* [Problem to work on]:
Return the data below exactly, but only from the line containing "the current token." through the line containing "clear_session_keys(self.storage.as_ref());", with both of those lines included.

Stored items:
[Start of section]

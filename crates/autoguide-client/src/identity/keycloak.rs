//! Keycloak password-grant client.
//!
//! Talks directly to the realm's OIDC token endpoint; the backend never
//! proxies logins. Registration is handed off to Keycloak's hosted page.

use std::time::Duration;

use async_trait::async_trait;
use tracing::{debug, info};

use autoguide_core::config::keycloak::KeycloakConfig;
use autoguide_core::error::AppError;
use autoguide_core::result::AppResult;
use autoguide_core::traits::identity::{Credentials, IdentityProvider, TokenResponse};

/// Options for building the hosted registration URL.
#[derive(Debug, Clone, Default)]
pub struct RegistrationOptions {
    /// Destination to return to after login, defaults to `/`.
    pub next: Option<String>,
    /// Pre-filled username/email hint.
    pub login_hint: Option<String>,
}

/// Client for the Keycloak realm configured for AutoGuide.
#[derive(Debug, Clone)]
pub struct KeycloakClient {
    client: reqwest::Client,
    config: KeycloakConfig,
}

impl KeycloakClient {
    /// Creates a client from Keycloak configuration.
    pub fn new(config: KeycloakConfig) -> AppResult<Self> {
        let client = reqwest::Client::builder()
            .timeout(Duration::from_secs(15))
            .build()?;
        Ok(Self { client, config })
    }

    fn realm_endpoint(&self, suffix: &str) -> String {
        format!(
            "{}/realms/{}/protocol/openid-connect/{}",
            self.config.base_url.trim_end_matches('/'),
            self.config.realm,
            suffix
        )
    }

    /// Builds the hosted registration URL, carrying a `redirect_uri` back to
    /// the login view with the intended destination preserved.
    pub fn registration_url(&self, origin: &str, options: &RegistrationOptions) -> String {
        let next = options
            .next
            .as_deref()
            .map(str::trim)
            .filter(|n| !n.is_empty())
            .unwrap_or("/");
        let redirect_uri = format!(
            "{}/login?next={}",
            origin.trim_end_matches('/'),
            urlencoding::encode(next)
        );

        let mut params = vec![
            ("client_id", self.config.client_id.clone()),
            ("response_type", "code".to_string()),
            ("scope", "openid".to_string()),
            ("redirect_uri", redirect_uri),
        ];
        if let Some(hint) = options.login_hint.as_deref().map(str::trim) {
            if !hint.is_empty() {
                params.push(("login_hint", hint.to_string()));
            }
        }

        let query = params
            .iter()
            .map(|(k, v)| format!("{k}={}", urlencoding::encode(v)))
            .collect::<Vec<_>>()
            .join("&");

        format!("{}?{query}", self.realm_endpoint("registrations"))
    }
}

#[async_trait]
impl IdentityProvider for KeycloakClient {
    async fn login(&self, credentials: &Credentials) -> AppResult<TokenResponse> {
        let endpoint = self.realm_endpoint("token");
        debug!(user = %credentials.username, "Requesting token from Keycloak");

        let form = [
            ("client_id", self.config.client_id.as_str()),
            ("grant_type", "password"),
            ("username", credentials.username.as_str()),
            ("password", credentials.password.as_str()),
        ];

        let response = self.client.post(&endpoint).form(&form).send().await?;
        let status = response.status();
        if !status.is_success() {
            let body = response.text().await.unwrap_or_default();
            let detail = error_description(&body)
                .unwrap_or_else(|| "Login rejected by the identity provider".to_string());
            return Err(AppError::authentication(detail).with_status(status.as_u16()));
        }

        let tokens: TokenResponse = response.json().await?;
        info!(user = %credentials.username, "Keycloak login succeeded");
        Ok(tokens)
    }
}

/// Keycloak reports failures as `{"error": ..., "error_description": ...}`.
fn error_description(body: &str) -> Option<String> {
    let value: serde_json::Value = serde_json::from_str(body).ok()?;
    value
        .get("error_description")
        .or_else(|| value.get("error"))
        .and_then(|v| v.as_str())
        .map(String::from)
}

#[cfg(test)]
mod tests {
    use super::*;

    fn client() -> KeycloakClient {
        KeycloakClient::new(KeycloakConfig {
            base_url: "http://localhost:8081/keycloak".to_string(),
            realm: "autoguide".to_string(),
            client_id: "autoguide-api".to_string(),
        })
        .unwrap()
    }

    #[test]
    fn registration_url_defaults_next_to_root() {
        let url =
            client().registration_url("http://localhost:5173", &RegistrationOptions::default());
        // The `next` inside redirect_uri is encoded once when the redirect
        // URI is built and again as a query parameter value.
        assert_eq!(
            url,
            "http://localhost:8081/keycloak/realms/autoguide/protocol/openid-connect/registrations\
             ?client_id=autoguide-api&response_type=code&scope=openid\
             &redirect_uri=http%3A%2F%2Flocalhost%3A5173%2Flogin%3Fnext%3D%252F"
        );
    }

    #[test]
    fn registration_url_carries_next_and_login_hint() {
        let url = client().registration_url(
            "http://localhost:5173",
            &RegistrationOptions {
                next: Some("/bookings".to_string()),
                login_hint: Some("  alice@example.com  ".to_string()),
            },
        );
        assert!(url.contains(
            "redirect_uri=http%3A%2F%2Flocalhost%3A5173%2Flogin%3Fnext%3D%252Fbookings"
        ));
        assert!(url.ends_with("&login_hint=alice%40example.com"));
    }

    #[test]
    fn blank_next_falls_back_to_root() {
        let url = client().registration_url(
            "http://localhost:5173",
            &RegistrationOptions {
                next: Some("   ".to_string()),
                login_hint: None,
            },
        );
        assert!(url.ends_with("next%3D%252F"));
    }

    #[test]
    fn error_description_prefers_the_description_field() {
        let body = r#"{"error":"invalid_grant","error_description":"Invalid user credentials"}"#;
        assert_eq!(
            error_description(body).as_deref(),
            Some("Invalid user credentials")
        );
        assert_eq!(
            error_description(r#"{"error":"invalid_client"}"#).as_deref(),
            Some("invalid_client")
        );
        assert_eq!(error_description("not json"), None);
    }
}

[End of section]
[Start of section]

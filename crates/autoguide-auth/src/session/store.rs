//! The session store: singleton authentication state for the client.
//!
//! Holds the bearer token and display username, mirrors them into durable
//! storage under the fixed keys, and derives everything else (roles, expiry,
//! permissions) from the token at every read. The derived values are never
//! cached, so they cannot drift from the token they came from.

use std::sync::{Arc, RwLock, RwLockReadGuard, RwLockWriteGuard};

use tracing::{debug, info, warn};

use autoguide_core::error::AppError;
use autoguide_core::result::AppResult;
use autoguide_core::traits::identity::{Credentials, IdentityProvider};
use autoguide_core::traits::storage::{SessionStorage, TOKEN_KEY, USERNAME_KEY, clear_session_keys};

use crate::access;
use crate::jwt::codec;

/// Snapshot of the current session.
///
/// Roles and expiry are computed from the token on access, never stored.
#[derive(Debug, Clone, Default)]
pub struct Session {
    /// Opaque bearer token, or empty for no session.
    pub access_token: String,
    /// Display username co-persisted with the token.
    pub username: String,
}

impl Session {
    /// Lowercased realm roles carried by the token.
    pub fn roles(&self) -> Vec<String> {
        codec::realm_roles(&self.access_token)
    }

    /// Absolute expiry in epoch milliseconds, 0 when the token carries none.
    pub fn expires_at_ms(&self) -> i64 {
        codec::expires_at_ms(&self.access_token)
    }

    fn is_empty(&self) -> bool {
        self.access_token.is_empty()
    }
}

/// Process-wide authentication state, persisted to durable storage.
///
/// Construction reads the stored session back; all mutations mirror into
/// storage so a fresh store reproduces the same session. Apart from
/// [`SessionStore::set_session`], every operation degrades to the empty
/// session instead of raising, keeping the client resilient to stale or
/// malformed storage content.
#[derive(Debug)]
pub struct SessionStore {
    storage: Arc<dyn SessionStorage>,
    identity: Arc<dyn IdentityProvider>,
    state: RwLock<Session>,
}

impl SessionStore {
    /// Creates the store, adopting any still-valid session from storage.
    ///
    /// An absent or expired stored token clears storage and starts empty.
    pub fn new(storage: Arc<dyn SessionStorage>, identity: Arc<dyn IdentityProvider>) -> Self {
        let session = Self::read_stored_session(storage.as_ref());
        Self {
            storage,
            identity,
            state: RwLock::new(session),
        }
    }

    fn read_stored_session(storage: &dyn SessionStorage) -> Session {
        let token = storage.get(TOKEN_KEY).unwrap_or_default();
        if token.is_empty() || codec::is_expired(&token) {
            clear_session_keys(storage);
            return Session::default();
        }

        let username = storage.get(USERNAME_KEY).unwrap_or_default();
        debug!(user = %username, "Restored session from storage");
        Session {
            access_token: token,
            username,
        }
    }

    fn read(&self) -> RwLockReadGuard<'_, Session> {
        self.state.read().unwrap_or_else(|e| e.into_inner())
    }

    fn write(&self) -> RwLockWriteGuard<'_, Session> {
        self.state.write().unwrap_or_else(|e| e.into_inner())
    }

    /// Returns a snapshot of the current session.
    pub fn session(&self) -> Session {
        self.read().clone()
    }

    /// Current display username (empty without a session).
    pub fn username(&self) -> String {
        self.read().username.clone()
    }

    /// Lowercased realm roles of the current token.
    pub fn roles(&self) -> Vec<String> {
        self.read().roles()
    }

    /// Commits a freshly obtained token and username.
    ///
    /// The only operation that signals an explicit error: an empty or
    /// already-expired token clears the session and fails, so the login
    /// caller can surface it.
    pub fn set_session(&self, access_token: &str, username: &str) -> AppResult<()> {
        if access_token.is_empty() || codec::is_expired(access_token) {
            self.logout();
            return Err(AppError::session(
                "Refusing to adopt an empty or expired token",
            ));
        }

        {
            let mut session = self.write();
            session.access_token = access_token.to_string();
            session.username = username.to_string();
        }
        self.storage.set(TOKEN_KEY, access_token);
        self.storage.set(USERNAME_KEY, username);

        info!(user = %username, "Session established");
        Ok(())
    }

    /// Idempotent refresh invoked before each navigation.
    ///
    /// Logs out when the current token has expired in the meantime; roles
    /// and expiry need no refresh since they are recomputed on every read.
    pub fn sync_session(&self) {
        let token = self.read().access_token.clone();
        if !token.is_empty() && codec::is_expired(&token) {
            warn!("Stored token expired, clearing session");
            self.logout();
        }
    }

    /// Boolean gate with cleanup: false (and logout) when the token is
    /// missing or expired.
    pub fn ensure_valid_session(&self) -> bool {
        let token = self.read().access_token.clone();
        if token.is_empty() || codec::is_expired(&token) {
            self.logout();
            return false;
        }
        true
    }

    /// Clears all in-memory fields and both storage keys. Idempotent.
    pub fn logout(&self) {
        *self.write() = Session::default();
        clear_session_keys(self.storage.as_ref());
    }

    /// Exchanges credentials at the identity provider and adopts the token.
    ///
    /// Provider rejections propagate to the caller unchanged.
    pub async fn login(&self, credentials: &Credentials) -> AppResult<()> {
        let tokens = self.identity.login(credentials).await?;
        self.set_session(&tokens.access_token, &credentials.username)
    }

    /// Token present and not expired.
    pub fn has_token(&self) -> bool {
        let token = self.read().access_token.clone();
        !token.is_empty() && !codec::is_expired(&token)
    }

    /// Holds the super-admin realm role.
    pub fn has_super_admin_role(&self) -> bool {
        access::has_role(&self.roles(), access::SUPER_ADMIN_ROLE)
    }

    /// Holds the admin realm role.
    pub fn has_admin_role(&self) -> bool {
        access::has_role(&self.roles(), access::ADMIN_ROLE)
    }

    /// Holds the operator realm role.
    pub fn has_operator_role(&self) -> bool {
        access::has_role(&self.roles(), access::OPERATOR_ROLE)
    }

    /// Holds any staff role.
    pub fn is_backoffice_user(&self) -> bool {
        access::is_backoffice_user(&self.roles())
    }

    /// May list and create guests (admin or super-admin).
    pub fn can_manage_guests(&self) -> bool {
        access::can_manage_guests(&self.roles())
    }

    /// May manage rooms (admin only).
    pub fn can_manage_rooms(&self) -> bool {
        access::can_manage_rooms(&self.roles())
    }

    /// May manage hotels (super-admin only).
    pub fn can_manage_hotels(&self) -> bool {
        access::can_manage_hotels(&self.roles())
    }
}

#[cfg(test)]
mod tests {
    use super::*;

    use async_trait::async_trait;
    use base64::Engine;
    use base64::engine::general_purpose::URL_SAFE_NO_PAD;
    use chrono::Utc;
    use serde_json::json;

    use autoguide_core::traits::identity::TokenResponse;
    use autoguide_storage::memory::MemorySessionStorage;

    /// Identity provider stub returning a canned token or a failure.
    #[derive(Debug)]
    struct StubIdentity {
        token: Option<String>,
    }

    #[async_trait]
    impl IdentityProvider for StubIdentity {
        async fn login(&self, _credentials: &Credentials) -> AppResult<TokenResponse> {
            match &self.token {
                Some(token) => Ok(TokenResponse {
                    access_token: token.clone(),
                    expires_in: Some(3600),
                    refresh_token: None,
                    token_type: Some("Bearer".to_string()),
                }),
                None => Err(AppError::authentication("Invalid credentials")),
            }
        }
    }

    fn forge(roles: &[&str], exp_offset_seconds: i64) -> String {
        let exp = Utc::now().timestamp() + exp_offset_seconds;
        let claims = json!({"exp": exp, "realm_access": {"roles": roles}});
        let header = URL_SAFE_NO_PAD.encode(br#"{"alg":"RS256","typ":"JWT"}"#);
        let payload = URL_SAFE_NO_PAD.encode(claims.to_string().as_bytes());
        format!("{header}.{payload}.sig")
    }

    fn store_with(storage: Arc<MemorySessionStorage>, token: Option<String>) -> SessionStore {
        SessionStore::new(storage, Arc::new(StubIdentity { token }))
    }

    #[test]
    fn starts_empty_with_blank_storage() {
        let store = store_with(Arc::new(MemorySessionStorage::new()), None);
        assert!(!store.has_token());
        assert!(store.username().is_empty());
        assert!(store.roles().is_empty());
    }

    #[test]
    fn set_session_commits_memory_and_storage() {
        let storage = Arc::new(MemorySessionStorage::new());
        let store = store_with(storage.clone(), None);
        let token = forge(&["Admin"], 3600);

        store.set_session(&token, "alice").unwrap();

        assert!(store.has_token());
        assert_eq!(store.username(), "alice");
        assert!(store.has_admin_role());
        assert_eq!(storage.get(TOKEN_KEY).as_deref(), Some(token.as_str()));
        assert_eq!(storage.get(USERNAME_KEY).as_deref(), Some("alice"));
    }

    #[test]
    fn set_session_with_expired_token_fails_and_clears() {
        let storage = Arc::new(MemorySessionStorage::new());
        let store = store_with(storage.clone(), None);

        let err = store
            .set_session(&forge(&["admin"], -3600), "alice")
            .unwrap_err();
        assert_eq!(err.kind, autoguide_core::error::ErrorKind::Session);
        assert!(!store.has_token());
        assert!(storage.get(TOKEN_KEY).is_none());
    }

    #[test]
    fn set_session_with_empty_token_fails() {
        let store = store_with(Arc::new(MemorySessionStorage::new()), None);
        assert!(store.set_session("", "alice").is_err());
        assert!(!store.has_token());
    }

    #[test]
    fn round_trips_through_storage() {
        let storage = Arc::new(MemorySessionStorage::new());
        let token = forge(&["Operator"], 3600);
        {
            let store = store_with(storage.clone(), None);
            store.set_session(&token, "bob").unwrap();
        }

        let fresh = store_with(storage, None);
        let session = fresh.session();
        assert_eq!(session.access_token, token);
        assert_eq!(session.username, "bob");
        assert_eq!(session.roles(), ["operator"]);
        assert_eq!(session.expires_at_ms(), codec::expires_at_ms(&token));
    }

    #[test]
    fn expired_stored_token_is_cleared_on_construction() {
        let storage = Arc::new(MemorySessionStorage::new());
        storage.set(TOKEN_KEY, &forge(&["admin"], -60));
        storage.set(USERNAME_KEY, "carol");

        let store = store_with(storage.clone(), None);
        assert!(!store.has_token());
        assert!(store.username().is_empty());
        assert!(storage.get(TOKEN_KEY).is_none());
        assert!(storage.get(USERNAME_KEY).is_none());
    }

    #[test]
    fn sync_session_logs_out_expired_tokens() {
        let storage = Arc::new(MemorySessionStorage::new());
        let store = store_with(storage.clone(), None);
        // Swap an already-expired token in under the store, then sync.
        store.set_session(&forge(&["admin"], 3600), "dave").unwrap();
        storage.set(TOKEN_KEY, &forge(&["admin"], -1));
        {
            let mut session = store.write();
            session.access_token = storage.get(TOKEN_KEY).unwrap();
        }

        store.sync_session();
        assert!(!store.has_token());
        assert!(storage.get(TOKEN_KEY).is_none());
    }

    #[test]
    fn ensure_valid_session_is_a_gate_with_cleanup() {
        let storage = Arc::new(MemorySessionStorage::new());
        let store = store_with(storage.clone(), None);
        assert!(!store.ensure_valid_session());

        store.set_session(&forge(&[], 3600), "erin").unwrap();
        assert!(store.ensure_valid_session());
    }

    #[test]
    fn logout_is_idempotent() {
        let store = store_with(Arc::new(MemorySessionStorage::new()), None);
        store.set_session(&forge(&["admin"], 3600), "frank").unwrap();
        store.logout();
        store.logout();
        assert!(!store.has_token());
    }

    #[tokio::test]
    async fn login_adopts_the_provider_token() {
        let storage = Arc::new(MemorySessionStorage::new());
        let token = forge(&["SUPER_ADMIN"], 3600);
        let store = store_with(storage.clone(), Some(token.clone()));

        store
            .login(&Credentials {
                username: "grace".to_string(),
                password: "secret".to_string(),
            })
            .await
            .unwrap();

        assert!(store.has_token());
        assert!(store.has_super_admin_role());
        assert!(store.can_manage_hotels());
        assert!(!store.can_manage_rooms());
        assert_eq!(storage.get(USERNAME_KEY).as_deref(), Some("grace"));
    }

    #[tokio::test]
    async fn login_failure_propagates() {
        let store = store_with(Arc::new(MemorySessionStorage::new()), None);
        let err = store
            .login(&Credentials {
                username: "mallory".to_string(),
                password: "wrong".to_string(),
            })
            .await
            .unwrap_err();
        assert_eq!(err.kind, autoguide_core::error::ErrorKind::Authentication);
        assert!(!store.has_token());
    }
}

[End of section]

* [Solution to this task]:
    /// Lowercased realm roles of the current token.
    pub fn roles(&self) -> Vec<String> {
        self.read().roles()
    }

    /// Commits a freshly obtained token and username.
    ///
    /// The only operation that signals an explicit error: an empty or
    /// already-expired token clears the session and fails, so the login
    /// caller can surface it.
    pub fn set_session(&self, access_token: &str, username: &str) -> AppResult<()> {
        if access_token.is_empty() || codec::is_expired(access_token) {
            self.logout();
            return Err(AppError::session(
                "Refusing to adopt an empty or expired token",
            ));
        }

        {
            let mut session = self.write();
            session.access_token = access_token.to_string();
            session.username = username.to_string();
        }
        self.storage.set(TOKEN_KEY, access_token);
        self.storage.set(USERNAME_KEY, username);

        info!(user = %username, "Session established");
        Ok(())
    }

    /// Idempotent refresh invoked before each navigation.
    ///
    /// Logs out when the current token has expired in the meantime; roles
    /// and expiry need no refresh since they are recomputed on every read.
    pub fn sync_session(&self) {
        let token = self.read().access_token.clone();
        if !token.is_empty() && codec::is_expired(&token) {
            warn!("Stored token expired, clearing session");
            self.logout();
        }
    }

    /// Boolean gate with cleanup: false (and logout) when the token is
    /// missing or expired.
    pub fn ensure_valid_session(&self) -> bool {
        let token = self.read().access_token.clone();
        if token.is_empty() || codec::is_expired(&token) {
            self.logout();
            return false;
        }
        true
    }

    /// Clears all in-memory fields and both storage keys. Idempotent.
    pub fn logout(&self) {
        *self.write() = Session::default();
        clear_session_keys(self.storage.as_ref());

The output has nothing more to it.